If you spend any time on social media, you know the struggles of constantly being bombarded with influencers and ads touting the value of the latest beauty trends to add to your skincare routine. Unfortunately, it’s easy to get wrapped up in “miracle solutions” and promises of “instant results,” only to feel disappointed when those skin care products don’t work out.
Beautiful skin starts with healthy skin, so today, we’re introducing you to 8 herbs with natural benefits for all skin types. So, we’ve got you covered whether your skin needs deeply nourishing hydration, anti-inflammatory natural ingredients that won’t irritate sensitive skin, or increased cell turnover to even out your skin tone!
For Smooth Skin: Ashwagandha
Ashwagandha (Withania somnifera), or “Indian ginseng,” is a shrub from the arid regions of India, the Middle East, and parts of Africa. It’s an integral part of traditional Ayurvedic medicine, which, like Indigenous herbalism, turns to nature’s bounty for its potent healing properties.
Ashwagandha’s Active Compounds
- Antioxidant and anti-inflammatory withanolides are the most abundant active compounds in ashwagandha. Their ability to fight free radical damage and oxidative stress can help slow the signs of aging, including fine lines and wrinkles.
- Alkaloids can reduce irritation and ease inflammatory skin conditions, including eczema and psoriasis.
- Applied topically, saponins offer deep pore cleansing and act as an emollient to hydrate the skin and reduce flaking.
- With age, collagen production slows down. Ashwagandha’s amino acids are part of the group that forms collagen proteins to improve skin laxity.
How to Use Ashwagandha for Skin Care
- For skin prone to inflammation and irritation, brew a tea of ashwagandha powder, let it cool, and use a cotton ball to apply it as a toner.
- Mix a small amount of ashwagandha powder into your favorite moisturizer just before applying it.
- Combine ashaghanda powder, aloe vera gel, honey, and yogurt for an intensive moisturizing mask. Leave it on for 15 minutes, then rinse with warm water. Pat your skin dry.
- Try ashwagandha as a liquid extract simple or in Miss Anne’s Stress Less Nerve Restoration Blend.
For Itchy, Irritated Skin: Oat Straw
Oat straw (Avena sativa) is the leaves and stems of the same oat plant you eat for breakfast or bake into a delicious batch of cookies. It’s harvested while still immature and green when the plant has the most potent, natural healing benefits.
Oat Straw’s Active Compounds
- Oat straw’s avenanthramides, a polyphenolic antioxidant that helps ease irritated, itchy skin, make it a wonderful addition to your bath time routine if you have eczema, contact dermatitis, insect bites, or for the little ones, chicken pox.
- Beta-glucan (a soluble fiber) and essential fatty acids maintain the integrity of your skin barrier.

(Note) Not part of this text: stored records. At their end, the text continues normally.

#[cfg(test)]
mod tests {
    use super::*;
    use crate::middleware::{FnMiddleware, MiddlewareError, Verdict};
    use crate::transport::{ClientTransport, MemoryClientTransport, MemoryNetwork, TransportLimits};
    use assert_matches::assert_matches;
    use beacon_core::args;
    use parking_lot::Mutex;
    use std::time::Duration;

    struct Harness {
        net: MemoryNetwork,
        server: SignalServer,
        scope: Scope,
    }

    fn harness() -> Harness {
        let net = MemoryNetwork::new();
        let server = SignalServer::new(net.server());
        Harness {
            net,
            server,
            scope: Scope::root(),
        }
    }

    type Inbox = Arc<Mutex<Vec<Packet>>>;

    fn listen(client: &MemoryClientTransport) -> Inbox {
        let inbox: Inbox = Arc::default();
        let sink = Arc::clone(&inbox);
        client.on_receive(Arc::new(move |incoming: Incoming| {
            sink.lock().push(incoming.packet);
        }));
        inbox
    }

    fn dispatched(inbox: &Inbox) -> Vec<Args> {
        inbox
            .lock()
            .iter()
            .filter_map(|p| match p {
                Packet::Dispatch { args, .. } => Some(args.clone()),
                _ => None,
            })
            .collect()
    }

    async fn settle() {
        tokio::time::sleep(Duration::from_millis(1)).await;
    }

    #[tokio::test(start_paused = true)]
    async fn new_publishes_route() {
        let h = harness();
        let signal = Signal::new(&h.server, "Damage", &h.scope).unwrap();
        assert_eq!(signal.name(), "Damage");
        assert_eq!(signal.route(), "/Damage");
        assert_eq!(h.scope.resolve("Damage"), Some(Published::signal("/Damage")));
    }

    #[tokio::test(start_paused = true)]
    async fn duplicate_name_is_rejected() {
        let h = harness();
        let _first = Signal::new(&h.server, "Damage", &h.scope).unwrap();
        let err = Signal::new(&h.server, "Damage", &h.scope).unwrap_err();
        assert_matches!(err, SignalError::DuplicateName { ref name, .. } if name == "Damage");
    }

    fn count_inbound(signal: &Signal) -> (Arc<Mutex<usize>>, Connection) {
        let count = Arc::new(Mutex::new(0));
        let sink = Arc::clone(&count);
        let conn = signal
            .connect(move |_peer: &PeerId, _args: &Args| *sink.lock() += 1)
            .unwrap();
        (count, conn)
    }

    #[tokio::test(start_paused = true)]
    async fn slashed_name_cannot_shadow_a_nested_signal() {
        let h = harness();
        let nested = Signal::new(&h.server, "b", &h.scope.child("a").unwrap()).unwrap();
        assert_eq!(nested.route(), "/a/b");
        let err = Signal::new(&h.server, "a/b", &h.scope).unwrap_err();
        assert_matches!(err, SignalError::InvalidName { ref name, .. } if name == "a/b");
        assert_matches!(
            Signal::new(&h.server, "", &h.scope),
            Err(SignalError::InvalidName { .. })
        );
        assert!(h.scope.resolve("a/b").is_none());

        let (count, _conn) = count_inbound(&nested);
        let peer = h.net.connect();
        let packet = Packet::Dispatch {
            route: "/a/b".into(),
            args: args![1],
        };
        peer.send(&packet).unwrap();
        settle().await;
        assert_eq!(*count.lock(), 1);
    }

    #[tokio::test(start_paused = true)]
    async fn occupied_route_is_refused_and_left_with_its_owner() {
        let h = harness();
        let other = Scope::root();
        let first = Signal::new(&h.server, "Score", &h.scope).unwrap();
        let (count, _conn) = count_inbound(&first);

        let err = Signal::new(&h.server, "Score", &other).unwrap_err();
        assert_matches!(err, SignalError::RouteInUse { ref route } if route == "/Score");
        assert!(other.resolve("Score").is_none());

        let peer = h.net.connect();
        let packet = Packet::Dispatch {
            route: "/Score".into(),
            args: args![1],
        };
        peer.send(&packet).unwrap();
        settle().await;
        assert_eq!(*count.lock(), 1);

        first.destroy();
        let second = Signal::new(&h.server, "Score", &other).unwrap();
        let (second_count, _conn2) = count_inbound(&second);
        peer.send(&packet).unwrap();
        settle().await;
        assert_eq!(*count.lock(), 1);
        assert_eq!(*second_count.lock(), 1);
    }

    #[tokio::test(start_paused = true)]
    async fn unregister_ignores_a_route_owned_by_someone_else() {
        let h = harness();
        let signal = Signal::new(&h.server, "Score", &h.scope).unwrap();
        let stranger = 0_u8;
        assert!(!h.server.unregister("/Score", std::ptr::from_ref(&stranger).cast()));
        assert!(h.server.inner.routes.read().contains_key("/Score"));
        assert!(h.server.unregister("/Score", Arc::as_ptr(&signal.shared).cast()));
        assert!(!h.server.inner.routes.read().contains_key("/Score"));
    }

    #[tokio::test(start_paused = true)]
    async fn fire_for_players_reaches_only_listed_peers() {
        let h = harness();
        let signal = Signal::new(&h.server, "Round", &h.scope).unwrap();
        let (p1, p2, p3) = (h.net.connect(), h.net.connect(), h.net.connect());
        let (i1, i2, i3) = (listen(&p1), listen(&p2), listen(&p3));

        let delivery = signal
            .fire_for_players(
                &[p1.local_peer().clone(), p3.local_peer().clone(), p1.local_peer().clone()],
                args!["x"],
            )
            .unwrap();
        settle().await;

        assert_eq!(delivery, Delivery::Sent { recipients: 2 });
        assert_eq!(dispatched(&i1), vec![args!["x"]]);
        assert!(dispatched(&i2).is_empty());
        assert_eq!(dispatched(&i3), vec![args!["x"]]);
    }

    #[tokio::test(start_paused = true)]
    async fn fire_for_all_except_skips_excluded() {
        let h = harness();
        let signal = Signal::new(&h.server, "Chat", &h.scope).unwrap();
        let (a, b) = (h.net.connect(), h.net.connect());
        let (ia, ib) = (listen(&a), listen(&b));

        let delivery = signal
            .fire_for_all_except(&[a.local_peer().clone()], args!["hello"])
            .unwrap();
        settle().await;

        assert_eq!(delivery.recipients(), 1);
        assert!(dispatched(&ia).is_empty());
        assert_eq!(dispatched(&ib), vec![args!["hello"]]);
    }

    #[tokio::test(start_paused = true)]
    async fn fire_for_disconnected_player_is_silently_skipped() {
        let h = harness();
        let signal = Signal::new(&h.server, "Chat", &h.scope).unwrap();
        let gone = h.net.connect();
        assert!(h.net.disconnect(gone.local_peer()));

        let delivery = signal.fire_for_player(gone.local_peer(), args![1]).unwrap();
        assert_eq!(delivery, Delivery::Sent { recipients: 0 });
    }

    #[tokio::test(start_paused = true)]
    async fn inbound_dispatch_reaches_subscribers_with_sender() {
        let h = harness();
        let signal = Signal::new(&h.server, "Jump", &h.scope).unwrap();
        let seen: Arc<Mutex<Vec<(PeerId, Args)>>> = Arc::default();
        let sink = Arc::clone(&seen);
        let _conn = signal
            .connect(move |peer, args| sink.lock().push((peer.clone(), args.clone())))
            .unwrap();

        let client = h.net.connect();
        client
            .send(&Packet::Dispatch {
                route: "/Jump".into(),
                args: args![2.5],
            })
            .unwrap();
        settle().await;

        assert_eq!(*seen.lock(), vec![(client.local_peer().clone(), args![2.5])]);
    }

    #[tokio::test(start_paused = true)]
    async fn inbound_middleware_veto_skips_subscribers() {
        let h = harness();
        let signal = Signal::new(&h.server, "Jump", &h.scope).unwrap();
        signal
            .use_middleware(FnMiddleware::inbound(
                "no-spam",
                |_ctx: &MiddlewareContext<'_>, args: Args| {
                    if args.first_str() == Some("spam") {
                        Ok(Verdict::Stop)
                    } else {
                        Ok(Verdict::Continue(args))
                    }
                },
            ))
            .unwrap();
        let count = Arc::new(Mutex::new(0));
        let sink = Arc::clone(&count);
        let _conn = signal.connect(move |_, _| *sink.lock() += 1).unwrap();

        let client = h.net.connect();
        for first in ["spam", "ham"] {
            client
                .send(&Packet::Dispatch {
                    route: "/Jump".into(),
                    args: args![first],
                })
                .unwrap();
        }
        settle().await;
        assert_eq!(*count.lock(), 1);
    }

    #[tokio::test(start_paused = true)]
    async fn outbound_veto_sends_nothing() {
        let h = harness();
        let signal = Signal::new(&h.server, "Chat", &h.scope).unwrap();
        signal
            .use_middleware(FnMiddleware::outbound(
                "mute",
                |_ctx: &MiddlewareContext<'_>, _args: Args| Ok(Verdict::Stop),
            ))
            .unwrap();
        let client = h.net.connect();
        let inbox = listen(&client);

        let delivery = signal.fire_for_all(args!["hi"]).unwrap();
        settle().await;

        assert_eq!(delivery, Delivery::Vetoed { stage: "mute".into() });
        assert!(delivery.is_vetoed());
        assert!(inbox.lock().is_empty());
    }

    #[tokio::test(start_paused = true)]
    async fn outbound_failure_is_surfaced_to_caller() {
        let h = harness();
        let signal = Signal::new(&h.server, "Chat", &h.scope).unwrap();
        signal
            .use_middleware(FnMiddleware::outbound(
                "auth",
                |_ctx: &MiddlewareContext<'_>, _args: Args| Err(MiddlewareError::new("denied")),
            ))
            .unwrap();
        let _client = h.net.connect();

        let err = signal.fire_for_all(args![]).unwrap_err();
        assert_matches!(err, SignalError::Middleware { ref stage, ref message } if stage == "auth" && message == "denied");
    }

    #[tokio::test(start_paused = true)]
    async fn outbound_middleware_sees_single_target() {
        let h = harness();
        let signal = Signal::new(&h.server, "Whisper", &h.scope).unwrap();
        signal
            .use_middleware(FnMiddleware::outbound(
                "address",
                |ctx: &MiddlewareContext<'_>, mut args: Args| {
                    args.push(ctx.peer.map(PeerId::to_string));
                    Ok(Verdict::Continue(args))
                },
            ))
            .unwrap();
        let client = h.net.connect();
        let inbox = listen(&client);

        let _ = signal.fire_for_player(client.local_peer(), args!["psst"]).unwrap();
        settle().await;
        assert_eq!(
            dispatched(&inbox),
            vec![args!["psst", (client.local_peer().to_string())]]
        );
    }

    #[tokio::test(start_paused = true)]
    async fn oversized_payload_is_rejected() {
        let net = MemoryNetwork::with_limits(TransportLimits {
            max_payload_bytes: 128,
            max_args: 4,
        });
        let server = SignalServer::new(net.server());
        let scope = Scope::root();
        let signal = Signal::new(&server, "Big", &scope).unwrap();

        let err = signal.fire_for_all(args![("z".repeat(500))]).unwrap_err();
        assert_matches!(err, SignalError::TransportRejected { .. });
        let err = signal.fire_for_all(args![1, 2, 3, 4, 5]).unwrap_err();
        assert_matches!(err, SignalError::TransportRejected { .. });
    }

    #[tokio::test(start_paused = true)]
    async fn destroy_rejects_later_calls_and_is_idempotent() {
        let h = harness();
        let signal = Signal::new(&h.server, "Damage", &h.scope).unwrap();
        let conn = signal.connect(|_, _| {}).unwrap();

        signal.destroy();
        signal.destroy();

        assert!(signal.is_destroyed());
        assert!(!conn.connected());
        conn.disconnect();
        assert!(h.scope.resolve("Damage").is_none());
        assert!(signal.fire_for_all(args![]).unwrap_err().is_disposed());
        assert!(signal.connect(|_, _| {}).unwrap_err().is_disposed());
        assert!(signal.disconnect_all().unwrap_err().is_disposed());
        assert!(signal
            .use_middleware(FnMiddleware::inbound(
                "late",
                |_ctx: &MiddlewareContext<'_>, args: Args| Ok(Verdict::Continue(args))
            ))
            .unwrap_err()
            .is_disposed());

        // The name is free again.
        let _again = Signal::new(&h.server, "Damage", &h.scope).unwrap();
    }

    #[tokio::test(start_paused = true)]
    async fn disconnect_all_keeps_signal_usable() {
        let h = harness();
        let signal = Signal::new(&h.server, "Damage", &h.scope).unwrap();
        let a = signal.connect(|_, _| {}).unwrap();
        let b = signal.connect_once(|_, _| {}).unwrap();
        assert_eq!(signal.connection_count(), 2);

        signal.disconnect_all().unwrap();
        assert!(!a.connected());
        assert!(!b.connected());
        assert_eq!(signal.connection_count(), 0);

        let c = signal.connect(|_, _| {}).unwrap();
        assert!(c.connected());
        assert_eq!(signal.connection_count(), 1);
    }

    #[tokio::test(start_paused = true)]
    async fn dropping_last_clone_unpublishes() {
        let h = harness();
        let signal = Signal::new(&h.server, "Temp", &h.scope).unwrap();
        let clone = signal.clone();
        drop(signal);
        assert!(h.scope.resolve("Temp").is_some());
        drop(clone);
        assert!(h.scope.resolve("Temp").is_none());
    }

    #[tokio::test(start_paused = true)]
    async fn invoke_on_unknown_route_gets_error_reply() {
        let h = harness();
        let client = h.net.connect();
        let inbox = listen(&client);
        client
            .send(&Packet::Invoke {
                route: "/Nowhere".into(),
                method: "ping".into(),
                call_id: 9,
                args: args![],
            })
            .unwrap();
        settle().await;

        let packets = inbox.lock();
        assert_matches!(
            packets.as_slice(),
            [Packet::Reply { call_id: 9, outcome: ReplyOutcome::Err { .. } }]
        );
    }

    #[tokio::test(start_paused = true)]
    async fn is_a_discriminates_by_type() {
        let h = harness();
        let signal = Signal::new(&h.server, "Damage", &h.scope).unwrap();
        let conn = signal.connect(|_, _| {}).unwrap();
        assert!(Signal::is_a(&signal));
        assert!(!Signal::is_a(&conn));
        assert_eq!(signal.kind(), EntityKind::Signal);
        assert_eq!(crate::entity::kind_of(&conn), Some(EntityKind::Connection));
    }
}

A healthy skin barrier means better wound healing and moisture retention.
- Not only does the silica in oat straw help maintain your skin’s elasticity, but it also makes your skin and nails stronger!
- Oatstraw is a vitamin-packed herb, rich in vitamins A, B (not B12), C, E, and K, as well as calcium, selenium, manganese, iron, and zinc.
How to Use Oat Straw for Skin Care
- Treat your entire body to a soothing bath of colloidal oatmeal the next time you’ve spent too long in the sun to help restore and lock in moisture. Add it to a muslin bag and steep it in the warm water.
- Oatstraw is a nutritive addition to tea, which helps keep you hydrated and gives you glowing skin from the inside out. Try Miss Anne’s herbal tea blends, including Blooming Belly, Mother’s Milk, Relaxation, Nourishing Peppermint, and Nourishing Lemon Hibiscus.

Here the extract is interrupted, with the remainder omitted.